■ **Required work**:
Nothing but the lines from the one containing "timed out after" through the last line of the data below should be returned, each copied exactly.

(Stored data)
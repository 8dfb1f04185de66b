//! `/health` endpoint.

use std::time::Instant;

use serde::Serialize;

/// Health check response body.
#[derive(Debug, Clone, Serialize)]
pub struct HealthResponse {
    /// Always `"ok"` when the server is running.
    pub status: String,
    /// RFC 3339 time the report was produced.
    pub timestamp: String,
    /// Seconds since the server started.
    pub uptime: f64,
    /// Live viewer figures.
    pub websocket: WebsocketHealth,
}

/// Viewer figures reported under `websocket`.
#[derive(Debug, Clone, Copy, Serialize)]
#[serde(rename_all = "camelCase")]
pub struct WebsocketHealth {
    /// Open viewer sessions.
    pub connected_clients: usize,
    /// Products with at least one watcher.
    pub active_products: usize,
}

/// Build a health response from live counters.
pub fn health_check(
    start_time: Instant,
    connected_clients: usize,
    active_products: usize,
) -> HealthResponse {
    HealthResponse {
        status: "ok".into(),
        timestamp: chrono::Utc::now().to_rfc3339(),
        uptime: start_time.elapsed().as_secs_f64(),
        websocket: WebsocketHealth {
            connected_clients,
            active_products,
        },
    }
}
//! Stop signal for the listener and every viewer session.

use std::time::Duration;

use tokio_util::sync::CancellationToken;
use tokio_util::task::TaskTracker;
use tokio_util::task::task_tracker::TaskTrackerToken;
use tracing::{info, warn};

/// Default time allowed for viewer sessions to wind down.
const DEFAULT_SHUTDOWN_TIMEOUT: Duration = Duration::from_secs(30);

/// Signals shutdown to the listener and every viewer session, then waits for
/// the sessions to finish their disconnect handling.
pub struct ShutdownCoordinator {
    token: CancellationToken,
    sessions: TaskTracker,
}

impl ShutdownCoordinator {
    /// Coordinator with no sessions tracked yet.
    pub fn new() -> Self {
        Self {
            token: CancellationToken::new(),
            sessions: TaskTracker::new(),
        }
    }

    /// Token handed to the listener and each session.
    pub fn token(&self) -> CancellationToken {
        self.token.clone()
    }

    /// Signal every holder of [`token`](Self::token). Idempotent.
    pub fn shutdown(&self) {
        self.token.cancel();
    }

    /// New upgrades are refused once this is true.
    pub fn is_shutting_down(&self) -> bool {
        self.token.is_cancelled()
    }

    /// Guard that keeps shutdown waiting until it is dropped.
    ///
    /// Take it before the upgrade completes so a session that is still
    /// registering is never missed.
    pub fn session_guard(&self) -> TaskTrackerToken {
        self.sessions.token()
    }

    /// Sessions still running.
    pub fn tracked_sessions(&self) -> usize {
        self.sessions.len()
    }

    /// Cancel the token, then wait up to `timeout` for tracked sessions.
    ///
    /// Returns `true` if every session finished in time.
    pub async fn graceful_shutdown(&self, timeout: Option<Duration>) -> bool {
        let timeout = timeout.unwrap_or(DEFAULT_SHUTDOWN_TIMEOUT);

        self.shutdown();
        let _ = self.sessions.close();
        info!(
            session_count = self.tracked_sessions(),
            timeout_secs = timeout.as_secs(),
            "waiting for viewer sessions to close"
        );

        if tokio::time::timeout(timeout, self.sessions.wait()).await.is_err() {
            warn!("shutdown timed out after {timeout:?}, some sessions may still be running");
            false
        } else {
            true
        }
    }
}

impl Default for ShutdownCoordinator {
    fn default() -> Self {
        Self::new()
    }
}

■ **Written solution**:
            warn!("shutdown timed out after {timeout:?}, some sessions may still be running");
            false
        } else {
            true
        }
    }
}

impl Default for ShutdownCoordinator {
    fn default() -> Self {
        Self::new()
    }
}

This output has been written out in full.